To render the images shown above on the VGA display, we will iterate the function below a lot.
\begin{align} Z_{N+1} &= Z_N^2 + c\\ Z_0 = 0 \end{align}For each choice of $c$, we will determine whether the magnitude of the complex number diverges to infinity or not. If it diverges, it is outside the Mandelbrot set. If not, it is inside. So, specifically . . .
This process is illustrated below.
As is often the case, it is best to start in Matlab or Python, get the algorithm working, and then confirm the correctness of your Verilog against the Matlab or Python implementation.

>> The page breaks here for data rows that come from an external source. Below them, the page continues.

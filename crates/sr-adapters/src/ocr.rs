//! HTTP-based OCR engine adapter (C4).
//!
//! The actual image/PDF decoding and Tesseract invocation live in the
//! external OCR engine this adapter calls over HTTP; per §1 that engine
//! is an out-of-scope collaborator and this crate only implements the
//! client side of its contract. The engine returns one `{text,
//! confidence}` pair per page — a single-element list for an image —
//! and this adapter reproduces the source's page-aggregation exactly:
//! texts are joined with a single space, confidences are averaged.

use crate::config::OcrConfig;
use bytes::Bytes;
use reqwest::multipart::{Form, Part};
use reqwest::Client;
use serde::Deserialize;
use sr_ports::{OcrEngine, OcrError, OcrResult};
use tracing::instrument;

#[derive(Debug, Deserialize)]
struct PageResult {
    text: String,
    confidence: f64,
}

#[derive(Debug, Deserialize)]
struct ProcessResponse {
    pages: Vec<PageResult>,
}

pub struct HttpOcrEngine {
    client: Client,
    base_url: String,
}

impl HttpOcrEngine {
    pub fn new(config: OcrConfig) -> Result<Self, OcrError> {
        let client = Client::builder()
            .connect_timeout(std::time::Duration::from_secs(config.connect_timeout_secs))
            .timeout(std::time::Duration::from_secs(config.request_timeout_secs))
            .build()
            .map_err(|e| OcrError::BackendError {
                message: e.to_string(),
            })?;
        Ok(Self {
            client,
            base_url: config.base_url,
        })
    }
}

impl OcrEngine for HttpOcrEngine {
    #[instrument(skip(self, bytes), fields(extension = %extension, size = bytes.len()))]
    async fn process_file(&self, bytes: Bytes, extension: &str) -> Result<OcrResult, OcrError> {
        let part = Part::bytes(bytes.to_vec()).file_name(format!("file.{extension}"));
        let form = Form::new().part("file", part).text("extension", extension.to_string());

        let response = self
            .client
            .post(format!("{}/process", self.base_url))
            .multipart(form)
            .send()
            .await
            .map_err(|e| OcrError::BackendError {
                message: e.to_string(),
            })?;

        if !response.status().is_success() {
            return Err(OcrError::BackendError {
                message: format!("ocr engine returned status {}", response.status()),
            });
        }

        let parsed: ProcessResponse = response.json().await.map_err(|e| OcrError::BackendError {
            message: e.to_string(),
        })?;

        Ok(aggregate_pages(parsed.pages))
    }
}

fn aggregate_pages(pages: Vec<PageResult>) -> OcrResult {
    if pages.is_empty() {
        return OcrResult {
            text: String::new(),
            confidence: 0.0,
        };
    }

    let texts: Vec<&str> = pages.iter().map(|p| p.text.as_str()).collect();
    let confidence_sum: f64 = pages.iter().map(|p| p.confidence).sum();

    OcrResult {
        text: texts.join(" "),
        confidence: confidence_sum / pages.len() as f64,
    }
}

#[cfg(test)]
mod tests {
    use super::*;

    #[test]
    fn single_page_aggregates_to_itself() {
        let pages = vec![PageResult {
            text: "hello world".to_string(),
            confidence: 92.5,
        }];
        let result = aggregate_pages(pages);
        assert_eq!(result.text, "hello world");
        assert_eq!(result.confidence, 92.5);
    }

    #[test]
    fn multi_page_pdf_joins_text_and_averages_confidence() {
        let pages = vec![
            PageResult {
                text: "page one".to_string(),
                confidence: 90.0,
            },
            PageResult {
                text: "page two".to_string(),
                confidence: 80.0,
            },
        ];
        let result = aggregate_pages(pages);
        assert_eq!(result.text, "page one page two");
        assert_eq!(result.confidence, 85.0);
    }

    #[test]
    fn empty_pages_yield_empty_text_and_zero_confidence() {
        let result = aggregate_pages(vec![]);
        assert_eq!(result.text, "");
        assert_eq!(result.confidence, 0.0);
    }

    #[tokio::test]
    async fn process_file_posts_multipart_and_parses_pages() {
        use wiremock::matchers::{method, path};
        use wiremock::{Mock, MockServer, ResponseTemplate};

        let server = MockServer::start().await;
        Mock::given(method("POST"))
            .and(path("/process"))
            .respond_with(ResponseTemplate::new(200).set_body_json(serde_json::json!({
                "pages": [{"text": "certificado de participacao", "confidence": 96.0}]
            })))
            .mount(&server)
            .await;

        let engine = HttpOcrEngine::new(OcrConfig {
            base_url: server.uri(),
            connect_timeout_secs: 5,
            request_timeout_secs: 5,
        })
        .unwrap();

        let result = engine
            .process_file(Bytes::from_static(b"%PDF-1.4 fake"), "pdf")
            .await
            .unwrap();

        assert_eq!(result.text, "certificado de participacao");
        assert_eq!(result.confidence, 96.0);
    }

    #[tokio::test]
    async fn process_file_surfaces_backend_error_on_non_success_status() {
        use wiremock::matchers::{method, path};
        use wiremock::{Mock, MockServer, ResponseTemplate};

        let server = MockServer::start().await;
        Mock::given(method("POST"))
            .and(path("/process"))
            .respond_with(ResponseTemplate::new(500))
            .mount(&server)
            .await;

        let engine = HttpOcrEngine::new(OcrConfig {
            base_url: server.uri(),
            connect_timeout_secs: 5,
            request_timeout_secs: 5,
        })
        .unwrap();

        let err = engine
            .process_file(Bytes::from_static(b"whatever"), "png")
            .await
            .unwrap_err();

        assert!(matches!(err, OcrError::BackendError { .. }));
    }
}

Bruce wrote the following Matlab script, which will calculate and render the Mandelbrot Set. Note that Matlab abstracts away the complex arithmetic. C and Verilog do not. So, we'll briefly review this arithmetic in the next section.
clear all
figure(1); clf;
termination = 100;
x = linspace(-2,1,640);
y = linspace(-1,1,480);
x_index = 1:length(x) ;
y_index = 1:length(y) ;
img = zeros(length(y),length(x));
N_total = 0;
for k=x_index
for j=y_index
z = 0;
n = 0;
c = x(k)+ y(j)*i ;%complex number
while (abs(z)<2 && n<termination)
z = z^2 + c;
n = n + 1;
N_total = N_total + 1;
end
img(j,k) = log2(n);
end
end
N_total
imagesc(img)
colormap(jet)
right = 482;
left = 320;
top = 122 ;
line ([left right],[top top],'color','k')
line ([left right],[240+top 240+top],'color','k')

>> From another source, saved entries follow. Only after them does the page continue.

// ---------------------------------------------------------------------
// Metadata
// ---------------------------------------------------------------------

pub struct PostgresMetadataRepository {
    pool: PgPool,
}

impl PostgresMetadataRepository {
    pub fn new(pool: PgPool) -> Self {
        Self { pool }
    }
}

fn row_to_metadata(row: &sqlx::postgres::PgRow) -> CertificateMetadata {
    CertificateMetadata {
        id: row.get("id"),
        submission_id: row.get("submission_id"),
        participant_name: row.get("participant_name"),
        event_name: row.get("event_name"),
        location: row.get("location"),
        event_date: row.get("event_date"),
        original_hours: row.get("original_hours"),
        numeric_hours: row.get("numeric_hours"),
        extraction_method: row.get("extraction_method"),
        extraction_confidence: row.get("extraction_confidence"),
        processing_time_ms: row.get("processing_time_ms"),
        extracted_at: row.get("extracted_at"),
    }
}

impl MetadataRepository for PostgresMetadataRepository {
    #[instrument(skip(self, new), fields(submission_id = new.submission_id))]
    async fn create(
        &self,
        new: NewMetadata<'_>,
    ) -> Result<CertificateMetadata, RepositoryError> {
        let row = sqlx::query(
            r#"
            INSERT INTO certificate_metadata
                (submission_id, participant_name, event_name, location, event_date,
                 original_hours, numeric_hours, extraction_method, processing_time_ms, extracted_at)
            VALUES ($1, $2, $3, $4, $5, $6, $7, 'llm', $8, $9)
            RETURNING id, submission_id, participant_name, event_name, location, event_date,
                      original_hours, numeric_hours, extraction_method, extraction_confidence,
                      processing_time_ms, extracted_at
            "#,
        )
        .bind(new.submission_id)
        .bind(new.participant_name)
        .bind(new.event_name)
        .bind(new.location)
        .bind(new.event_date)
        .bind(new.original_hours)
        .bind(new.numeric_hours)
        .bind(new.processing_time_ms)
        .bind(Utc::now())
        .fetch_one(&self.pool)
        .await
        .map_err(map_sqlx_err)?;

        Ok(row_to_metadata(&row))
    }

    #[instrument(skip(self))]
    async fn get_by_submission_id(
        &self,
        submission_id: i64,
    ) -> Result<Option<CertificateMetadata>, RepositoryError> {
        let row = sqlx::query(
            "SELECT id, submission_id, participant_name, event_name, location, event_date,
                    original_hours, numeric_hours, extraction_method, extraction_confidence,
                    processing_time_ms, extracted_at
             FROM certificate_metadata WHERE submission_id = $1",
        )
        .bind(submission_id)
        .fetch_optional(&self.pool)
        .await
        .map_err(map_sqlx_err)?;

        Ok(row.as_ref().map(row_to_metadata))
    }
}

// ---------------------------------------------------------------------
// Categories
// ---------------------------------------------------------------------

pub struct PostgresCategoryRepository {
    pool: PgPool,
}

impl PostgresCategoryRepository {
    pub fn new(pool: PgPool) -> Self {
        Self { pool }
    }
}

fn row_to_category(row: &sqlx::postgres::PgRow) -> Result<ActivityCategory, RepositoryError> {
    let calc_type_str: String = row.get("calculation_type");
    let calculation_type =
        CalculationType::from_str(&calc_type_str).ok_or_else(|| RepositoryError::DatabaseError {
            message: format!("unknown calculation_type in database: {calc_type_str}"),
        })?;

    Ok(ActivityCategory {
        id: row.get("id"),
        name: row.get("name"),
        description: row.get("description"),
        calculation_type,
        hours_awarded: row.get("hours_awarded"),
        input_unit: row.get("input_unit"),
        input_quantity: row.get("input_quantity"),
        output_hours: row.get("output_hours"),
        max_total_hours: row.get("max_total_hours"),
        created_at: row.get("created_at"),
        updated_at: row.get("updated_at"),
    })
}
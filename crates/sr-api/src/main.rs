//! HTTP API entry point: builds the adapter stack, wires it into
//! `AppState`, and serves the certificate submission and review routes.

mod config;
mod handlers;
mod state;

use axum::{
    routing::{get, post},
    Router,
};
use sr_adapters::{
    config::{MessageBusConfig, ObjectStoreConfig, PostgresConfig},
    NatsMessageBus, PostgresActivityRepository, PostgresCategoryRepository,
    PostgresMetadataRepository, PostgresOcrTextRepository, PostgresStudentRepository,
    PostgresSubmissionRepository, S3ObjectStore,
};
use std::sync::Arc;
use tower_http::trace::TraceLayer;
use tracing_subscriber::{layer::SubscriberExt, util::SubscriberInitExt};

use crate::config::ApiConfig;
use crate::state::AppState;

fn create_router(state: AppState) -> Router {
    Router::new()
        .route("/health", get(handlers::health::health))
        .route(
            "/api/v1/student/register",
            post(handlers::student::register_student),
        )
        .route(
            "/api/v1/student/:enrollment_number",
            get(handlers::student::get_student).put(handlers::student::update_student),
        )
        .route(
            "/api/v1/student/:enrollment_number/activities",
            get(handlers::activities::list_student_activities),
        )
        .route(
            "/api/v1/certificate/submit",
            post(handlers::certificate::submit_certificate),
        )
        .route(
            "/api/v1/certificate/status/:id",
            get(handlers::certificate::get_submission_status),
        )
        .route(
            "/api/v1/certificate/student/:enrollment_number/submissions",
            get(handlers::certificate::list_student_submissions),
        )
        .route(
            "/api/v1/coordinator/pending",
            get(handlers::coordinator::list_pending),
        )
        .route(
            "/api/v1/coordinator/submission/:id",
            get(handlers::coordinator::get_submission_detail),
        )
        .route(
            "/api/v1/coordinator/approve/:id",
            post(handlers::coordinator::approve_submission),
        )
        .route(
            "/api/v1/coordinator/reject/:id",
            post(handlers::coordinator::reject_submission),
        )
        .route("/api/v1/categories", get(handlers::categories::list_categories))
        .layer(TraceLayer::new_for_http())
        .with_state(state)
}

#[tokio::main]
async fn main() {
    tracing_subscriber::registry()
        .with(
            tracing_subscriber::EnvFilter::try_from_default_env()
                .unwrap_or_else(|_| "sr_api=debug,tower_http=debug".into()),
        )
        .with(tracing_subscriber::fmt::layer())
        .init();

    let api_config = ApiConfig::from_env();

    let postgres_config = PostgresConfig::from_env();
    let pool = sr_adapters::postgres::connect(&postgres_config.url, postgres_config.max_connections)
        .await
        .expect("failed to connect to postgres");

    let object_store = S3ObjectStore::connect(ObjectStoreConfig::from_env())
        .await
        .expect("failed to connect to object store");

    let message_bus = NatsMessageBus::connect(MessageBusConfig::from_env())
        .await
        .expect("failed to connect to message bus");

    let state = AppState {
        students: Arc::new(PostgresStudentRepository::new(pool.clone())),
        submissions: Arc::new(PostgresSubmissionRepository::new(pool.clone())),
        ocr_text: Arc::new(PostgresOcrTextRepository::new(pool.clone())),
        metadata: Arc::new(PostgresMetadataRepository::new(pool.clone())),
        categories: Arc::new(PostgresCategoryRepository::new(pool.clone())),
        activities: Arc::new(PostgresActivityRepository::new(pool)),
        object_store: Arc::new(object_store),
        message_bus: Arc::new(message_bus),
    };

    let app = create_router(state);

    let listener = tokio::net::TcpListener::bind(api_config.bind_addr())
        .await
        .expect("failed to bind to configured address");

    tracing::info!(addr = %api_config.bind_addr(), "certificate pipeline API listening");

    axum::serve(listener, app).await.expect("server failed");
}
//! Liveness and adapter-reachability check (§6).

use axum::{extract::State, http::StatusCode, Json};
use serde::Serialize;
use sr_ports::CategoryRepository;
use tracing::instrument;

use crate::state::AppState;

#[derive(Debug, Serialize)]
pub struct HealthResponse {
    pub status: &'static str,
    pub database: &'static str,
}

/// GET /health
#[instrument(skip(state))]
pub async fn health(State(state): State<AppState>) -> (StatusCode, Json<HealthResponse>) {
    match state.categories.list_all().await {
        Ok(_) => (
            StatusCode::OK,
            Json(HealthResponse { status: "ok", database: "ok" }),
        ),
        Err(e) => {
            tracing::error!(error = %e, "health check failed to reach the database");
            (
                StatusCode::SERVICE_UNAVAILABLE,
                Json(HealthResponse { status: "degraded", database: "unreachable" }),
            )
        }
    }
}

line ([left left],[top 240+top],'color','k')
line ([right right],[top 240+top],'color','k')
x(right);
x(left);
y(top);
We have the following iteration:
\begin{align} Z_{N+1} &= Z_N^2 + c\\ Z_0 &= 0 \end{align}We could expand our iteration into real and imaginary parts:
\begin{align} Z_R^{N+1} + j Z_i^{N+1} &= (Z_R^N + jZ_i^N)(Z_R^N + jZ_i^N) + C_R + jC_i \end{align}We could expand all of this and separate into real and imaginary parts to get the following equations:
\begin{align} Z_R^{N+1} &= (Z_R^N)^2 - (Z_i^N)^2 + C_R\\ Z_i^{N+1} &= 2Z_R^NZ_i^N + C_i \end{align}Once we've calculated $Z_R^{N+1}$ and $Z_i^{N+1}$, we'll determine whether the magnitude of this complex number has exceeded two. (Actually, we'll determine whether the square of the magnitude has exceeded 4).

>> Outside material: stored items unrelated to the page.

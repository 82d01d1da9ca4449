//! Metadata/categorization stage worker (C10): classifies the activity
//! against the category catalog, computes awarded hours, and hands the
//! submission to human review (§4.5).

use std::sync::Arc;

use sr_domain::{calculate_hours, HoursInput};
use sr_ports::{
    ActivityRepository, CategoryRepository, LlmProvider, MessageBus, MessageBusError, NewActivity,
    OcrTextRepository, StudentRepository, SubmissionRepository,
};
use sr_adapters::{CONSUMER_GROUP_METADATA, TOPIC_METADATA};
use tokio_util::sync::CancellationToken;
use tracing::{error, info, instrument, warn};

#[derive(serde::Deserialize)]
struct MetadataPayload {
    submission_id: i64,
    metadata_id: i64,
    extracted_data: ExtractedData,
}

#[derive(Clone, serde::Deserialize)]
struct ExtractedData {
    nome_participante: Option<String>,
    evento: Option<String>,
    local: Option<String>,
    data: Option<String>,
    carga_horaria: Option<String>,
}

fn render_catalog(categories: &[sr_domain::ActivityCategory]) -> String {
    categories
        .iter()
        .map(|c| format!("{}. {} - {} ({}, max {}h)", c.id, c.name, c.calc_description(), c.description.clone().unwrap_or_default(), c.max_total_hours))
        .collect::<Vec<_>>()
        .join("\n")
}

pub async fn run_metadata_worker<S, ST, OT, C, A, L, B>(
    submissions: Arc<S>,
    students: Arc<ST>,
    ocr_text: Arc<OT>,
    categories: Arc<C>,
    activities: Arc<A>,
    llm: Arc<L>,
    message_bus: Arc<B>,
    cancel: CancellationToken,
) -> Result<(), MessageBusError>
where
    S: SubmissionRepository,
    ST: StudentRepository,
    OT: OcrTextRepository,
    C: CategoryRepository,
    A: ActivityRepository,
    L: LlmProvider,
    B: MessageBus,
{
    let mut subscription = message_bus
        .subscribe(TOPIC_METADATA, CONSUMER_GROUP_METADATA)
        .await?;

    loop {
        let msg = tokio::select! {
            msg = subscription.next() => msg,
            _ = cancel.cancelled() => {
                info!("metadata worker received shutdown signal, closing subscription");
                break;
            }
        };
        let Some(msg) = msg else { break };

        let payload: Result<MetadataPayload, _> = serde_json::from_slice(msg.payload());
        match payload {
            Ok(payload) => {
                handle_message(
                    payload,
                    &submissions,
                    &students,
                    &ocr_text,
                    &categories,
                    &activities,
                    &llm,
                )
                .await;
            }
            Err(e) => {
                warn!(error = %e, "dropping metadata message with unparseable payload");
            }
        }
        msg.ack().await;
    }

    Ok(())
}

#[instrument(skip(submissions, students, ocr_text, categories, activities, llm), fields(submission_id = payload.submission_id))]
async fn handle_message<S, ST, OT, C, A, L>(
    payload: MetadataPayload,
    submissions: &Arc<S>,
    students: &Arc<ST>,
    ocr_text: &Arc<OT>,
    categories: &Arc<C>,
    activities: &Arc<A>,
    llm: &Arc<L>,
) where
    S: SubmissionRepository,
    ST: StudentRepository,
    OT: OcrTextRepository,
    C: CategoryRepository,
    A: ActivityRepository,
    L: LlmProvider,
{
    let submission_id = payload.submission_id;

    let submission = match submissions.get_by_id(submission_id).await {
        Ok(Some(s)) => s,
        Ok(None) => {
            warn!(submission_id, "metadata: submission not found, dropping message");
            return;
        }
        Err(e) => {
            error!(submission_id, error = %e, "metadata: failed to load submission");
            return;
        }
    };

    let student = match students.get_by_id(submission.student_id).await {
        Ok(Some(s)) => s,
        Ok(None) => {
            error!(submission_id, "metadata: student vanished");
            return;
        }
        Err(e) => {
            error!(submission_id, error = %e, "metadata: failed to load student");
            return;
        }
    };

    if let Err(e) = submissions
        .update_status(submission_id, "categorization_processing", None, false)
        .await
    {
        error!(submission_id, error = %e, "metadata: failed to transition to categorization_processing");
        return;
    }

    let raw_text = match ocr_text.get_by_submission_id(submission_id).await {
        Ok(Some(row)) => row.raw_text,
        Ok(None) => {
            error!(submission_id, "metadata: no OCR text found for submission");
            let _ = submissions
                .update_status(submission_id, "failed", Some("missing OCR text"), true)
                .await;
            return;
        }
        Err(e) => {
            error!(submission_id, error = %e, "metadata: failed to load OCR text");
            let _ = submissions
                .update_status(submission_id, "failed", Some(&e.to_string()), true)
                .await;
            return;
        }
    };

    let category_rows = match categories.list_all().await {
        Ok(rows) => rows,
        Err(e) => {
            error!(submission_id, error = %e, "metadata: failed to load category catalog");
            let _ = submissions
                .update_status(submission_id, "failed", Some(&e.to_string()), true)
                .await;
            return;
        }
    };
    let catalog_text = render_catalog(&category_rows);

    let extracted = payload.extracted_data.clone();

    if extracted.evento.as_deref().unwrap_or("").is_empty() {
        warn!(submission_id, "metadata: missing evento, cannot categorize");
        let _ = submissions
            .update_status(submission_id, "failed", Some("Missing evento information"), true)
            .await;
        return;
    }

    let numeric_hours = sr_domain::extract_numeric_hours(extracted.carga_horaria.as_deref());
    if numeric_hours.is_none() {
        warn!(submission_id, "metadata: could not extract numeric hours from carga_horaria");
        let _ = submissions
            .update_status(submission_id, "failed", Some("Could not extract numeric hours"), true)
            .await;
        return;
    }

    let categorization = match llm
        .categorize_activity(
            &raw_text,
            &sr_ports::ExtractedFields {
                nome_participante: extracted.nome_participante.clone(),
                evento: extracted.evento.clone(),
                local: extracted.local.clone(),
                data: extracted.data.clone(),
                carga_horaria: extracted.carga_horaria.clone(),
            },
            &catalog_text,
        )
        .await
    {
        Ok(result) => result,
        Err(e) => {
            error!(submission_id, error = %e, "metadata: LLM categorization failed");
            let _ = submissions
                .update_status(submission_id, "failed", Some(&e.to_string()), true)
                .await;
            return;
        }
    };

    let category = match categorization
        .category_id
        .and_then(|id| category_rows.iter().find(|c| c.id == id))
    {
        Some(category) => category,
        None => {
            warn!(submission_id, "metadata: LLM did not return a catalog category");
            let _ = submissions
                .update_status(submission_id, "failed", Some(&categorization.reasoning), true)
                .await;
            return;
        }
    };

    let calculated_hours = calculate_hours(
        category,
        &HoursInput {
            numeric_hours,
            evento: extracted.evento.as_deref(),
            data: extracted.data.as_deref(),
            carga_horaria: extracted.carga_horaria.as_deref(),
        },
    );

    let activity = activities
        .create(NewActivity {
            submission_id,
            metadata_id: payload.metadata_id,
            student_id: student.id,
            enrollment_number: &student.enrollment_number,
            filename: &submission.original_filename,
            participant_name: extracted.nome_participante.as_deref(),
            event_name: extracted.evento.as_deref(),
            location: extracted.local.as_deref(),
            event_date: extracted.data.as_deref(),
            original_hours: extracted.carga_horaria.as_deref(),
            numeric_hours,
            category_id: Some(category.id),
            calculated_hours: Some(calculated_hours),
            llm_reasoning: Some(&categorization.reasoning),
            raw_text: &raw_text,
        })
        .await;

    if let Err(e) = activity {
        error!(submission_id, error = %e, "metadata: failed to persist extracted activity");
        let _ = submissions
            .update_status(submission_id, "failed", Some(&e.to_string()), true)
            .await;
        return;
    }

    if let Err(e) = submissions
        .update_status(submission_id, "pending_review", None, true)
        .await
    {
        error!(submission_id, error = %e, "metadata: failed to transition to pending_review");
        return;
    }

    info!(submission_id, category_id = category.id, calculated_hours, "metadata stage complete");
}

\begin{align} (Z_R^{N+1})^2 + (Z_i^{N+1})^2 >4 (?) \end{align}Save these squared values for the next iteration! You can save yourself half the arithmetic (and 2 multipliers).
Here is some example code which implements the above complex arithmetic in Python:
def iterate(ci, cr, max_iterations):
iterations = 0
zi = 0
zr = 0
for i in range(max_iterations):
iterations += 1
zr_temp = zr*zr - zi*zi + cr
zi_temp = 2*zr*zi + ci
zi = zi_temp
zr = zr_temp
if ((zi*zi + zr*zr) > 4):
break
return iterations
See the University Computer Page, Mandelbrot example.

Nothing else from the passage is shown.